Tuesday, March 12, 2019

today's ride in the time-machine, going 1300 years in the past: candi sambisari












In the years 800 of our time, when Europe was suffering from the dark middle ages, culture in Indonesia was high and ample. Magnificent temples were built, and the Prambanan complex of Yogyakarta is a very fine example of that: it is a vast domain of spiritual buildings, several square kilometers wide.

It cannot be a coincidence that the Prambanan complex of temples was located near the Merapi volcano. Divine spirits always search the company of each other. In the direction of the volcano, a smaller but exquisit elegant temple was built, the very charming Candi Sambisari.

And then suddenly Gunung Merapi got angry, and spew ashes for many weeks, covering the surrounding areas with meters high of ashes, that turned into fresh soil. The eruptions completely covered the beautiful Candi Sambisari and nobody dared to uncover the temple, since Gunung Merapi wanted it to be covered. And people forgot that there was this elegant temple underneath the soil.
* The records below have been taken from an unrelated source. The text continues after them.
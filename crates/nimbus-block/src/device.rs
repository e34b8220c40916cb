//! Device adapter
//!
//! Thin byte-level facade over [`BlockMap`], shaped for the NBD
//! connection handler. The adapter owns the block map by shared
//! reference and delegates; the block map knows nothing about the
//! device or the protocol above it.

use std::sync::Arc;

use async_trait::async_trait;
use bytes::Bytes;

use crate::blockmap::BlockMap;
use crate::error::BlockResult;

/// Byte-level I/O surface consumed by the NBD transmission loop
#[async_trait]
pub trait DeviceIo: Send + Sync + 'static {
    /// Device size in bytes
    fn size(&self) -> u64;

    /// Read `length` bytes at `offset`; the result is fully populated
    async fn read(&self, offset: u64, length: u32) -> BlockResult<Bytes>;

    /// Persist `data` at `offset` (possibly only to the write buffer)
    async fn write(&self, offset: u64, data: &[u8]) -> BlockResult<()>;

    /// Push all acknowledged writes to the provider
    async fn flush(&self) -> BlockResult<()>;
}

/// Virtual block device backed by a [`BlockMap`]
pub struct BlockDevice {
    map: Arc<BlockMap>,
}

impl BlockDevice {
    /// Wrap a block map
    pub fn new(map: Arc<BlockMap>) -> Self {
        Self { map }
    }

    /// The underlying block map
    pub fn block_map(&self) -> &Arc<BlockMap> {
        &self.map
    }

    /// Flush if the write buffer is stale; driven by the server ticker
    pub async fn sync_if_timeout(&self) -> BlockResult<()> {
        self.map.sync_if_timeout().await
    }
}

#[async_trait]
impl DeviceIo for BlockDevice {
    fn size(&self) -> u64 {
        self.map.size()
    }

    async fn read(&self, offset: u64, length: u32) -> BlockResult<Bytes> {
        let mut buf = vec![0u8; length as usize];
        self.map.read_at(&mut buf, offset).await?;
        Ok(Bytes::from(buf))
    }

    async fn write(&self, offset: u64, data: &[u8]) -> BlockResult<()> {
        self.map.write_at(data, offset).await?;
        Ok(())
    }

    async fn flush(&self) -> BlockResult<()> {
        self.map.sync().await
    }
}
The temple emerged in July 1966 by a farmer when working on land that belongs to Karyowinangun. His hoe hit the carved stone which was a part of the buried temple ruins. The news of discovery reached the Archeology office in Prambanan and the area was secured. The excavation and reconstruction works were completed in March 1987. The discovery of Sambisari temple probably was the most exciting archaeological findings in Yogyakarta in recent years, leading to speculation about whether there are other ancient temples still underground in the vicinity, buried under Mount Merapi volcanic ash.